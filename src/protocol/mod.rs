//! Frames exchanged with the assistant over the duplex stream
//!
//! Outgoing frames are shaped by the sessions; incoming frames are partial
//! responses folded together by the response merger. The transport owns the
//! actual wire encoding.

pub mod base64_bytes;
pub mod language;
pub mod messages;

pub use language::LanguageCode;
pub use messages::{
    ActionMap, ContinuationAudioFrame, DeviceConfig, DialogStateIn, IncomingFrame,
    InitialAudioFrame, InitialTextFrame, OutgoingFrame, SpeechRecognitionResult, TextQueryConfig,
};
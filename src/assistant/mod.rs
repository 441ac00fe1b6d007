//! Entry point for talking to the assistant
//!
//! A [`SessionFactory`] holds the device identity, the default audio
//! configuration and the transport. It creates text and audio sessions, and
//! runs one-shot queries that pair a session with the response merger.

mod factory;
mod identity;

pub use factory::{QueryInput, QueryOptions, SessionFactory};
pub use identity::Identity;
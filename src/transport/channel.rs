use super::{DuplexStream, FrameSink, InboundEvent, Transport};
use crate::error::TransportError;
use crate::protocol::{IncomingFrame, OutgoingFrame};
use tokio::sync::mpsc::{self, error::TrySendError};
use tracing::{debug, info};

/// Default buffer size of each direction of a channel stream
pub const DEFAULT_CHANNEL_CAPACITY: usize = 128;

/// In-process transport backed by bounded tokio channels
///
/// Every opened stream hands its far side ([`RemoteEnd`]) to the acceptor
/// returned by [`ChannelTransport::new`]. Whoever holds the acceptor plays the
/// service: a bridge task forwarding to a real network stream, or a test
/// scripting the assistant's answers.
pub struct ChannelTransport {
    capacity: usize,
    acceptor: mpsc::UnboundedSender<RemoteEnd>,
}

impl ChannelTransport {
    pub fn new(capacity: usize) -> (Self, mpsc::UnboundedReceiver<RemoteEnd>) {
        let (acceptor, accepted) = mpsc::unbounded_channel();
        (
            Self {
                capacity: capacity.max(1),
                acceptor,
            },
            accepted,
        )
    }
}

#[async_trait::async_trait]
impl Transport for ChannelTransport {
    async fn open_duplex(&self) -> Result<DuplexStream, TransportError> {
        let (request_tx, request_rx) = mpsc::channel(self.capacity);
        let (response_tx, response_rx) = mpsc::channel(self.capacity);

        let remote = RemoteEnd {
            requests: request_rx,
            responses: Some(response_tx),
        };

        self.acceptor
            .send(remote)
            .map_err(|_| TransportError::Open("no service is accepting streams".to_string()))?;

        debug!("Opened channel stream (capacity={})", self.capacity);

        Ok(DuplexStream::new(
            Box::new(ChannelSink {
                requests: Some(request_tx),
            }),
            response_rx,
        ))
    }

    fn name(&self) -> &str {
        "channel"
    }
}

/// Write side handed to the session
struct ChannelSink {
    requests: Option<mpsc::Sender<OutgoingFrame>>,
}

#[async_trait::async_trait]
impl FrameSink for ChannelSink {
    fn write(&mut self, frame: OutgoingFrame) -> bool {
        let Some(requests) = &self.requests else {
            return false;
        };

        match requests.try_send(frame) {
            Ok(()) => true,
            Err(TrySendError::Full(frame)) => {
                debug!("Channel stream is full, dropping {} frame", frame.kind());
                false
            }
            Err(TrySendError::Closed(_)) => false,
        }
    }

    async fn writable(&mut self) -> bool {
        let Some(requests) = &self.requests else {
            return false;
        };

        // The permit is released on drop; this sink is the only producer,
        // so the slot stays free for the following write.
        requests.reserve().await.is_ok()
    }

    fn half_close(&mut self) {
        self.requests = None;
    }

    fn close(&mut self) {
        if self.requests.take().is_some() {
            info!("Channel stream closed by session");
        }
    }
}

/// The service side of one channel stream
pub struct RemoteEnd {
    requests: mpsc::Receiver<OutgoingFrame>,
    responses: Option<mpsc::Sender<InboundEvent>>,
}

impl RemoteEnd {
    /// Next frame written by the session
    ///
    /// Returns `None` once the session half-closed and every frame was read.
    pub async fn next_request(&mut self) -> Option<OutgoingFrame> {
        self.requests.recv().await
    }

    /// Next frame if one is already queued
    pub fn try_next_request(&mut self) -> Option<OutgoingFrame> {
        self.requests.try_recv().ok()
    }

    /// Deliver a partial response to the session
    pub async fn respond(&self, frame: IncomingFrame) -> Result<(), TransportError> {
        let responses = self.responses.as_ref().ok_or(TransportError::Closed)?;
        responses
            .send(Ok(frame))
            .await
            .map_err(|_| TransportError::Closed)
    }

    /// Deliver an error and end the stream
    pub async fn fail(mut self, error: TransportError) -> Result<(), TransportError> {
        let responses = self.responses.take().ok_or(TransportError::Closed)?;
        responses
            .send(Err(error))
            .await
            .map_err(|_| TransportError::Closed)
    }

    /// Signal end of stream
    pub fn end(mut self) {
        self.responses = None;
    }

    /// True once the session stopped reading responses
    pub fn is_session_closed(&self) -> bool {
        self.responses
            .as_ref()
            .map_or(true, |responses| responses.is_closed())
    }
}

^^^^^^^^^^^^^^^^

| WORK ORDER |
What should be returned is the run of lines from the first line of the material through the line containing "pub mod messages;", exact and inclusive, and nothing else.

| WRITTEN RESPONSE |
filename src/protocol/mod.rs
//! Frames exchanged with the assistant over the duplex stream
//!
//! Outgoing frames are shaped by the sessions; incoming frames are partial
//! responses folded together by the response merger. The transport owns the
//! actual wire encoding.

pub mod base64_bytes;
pub mod language;
pub mod messages;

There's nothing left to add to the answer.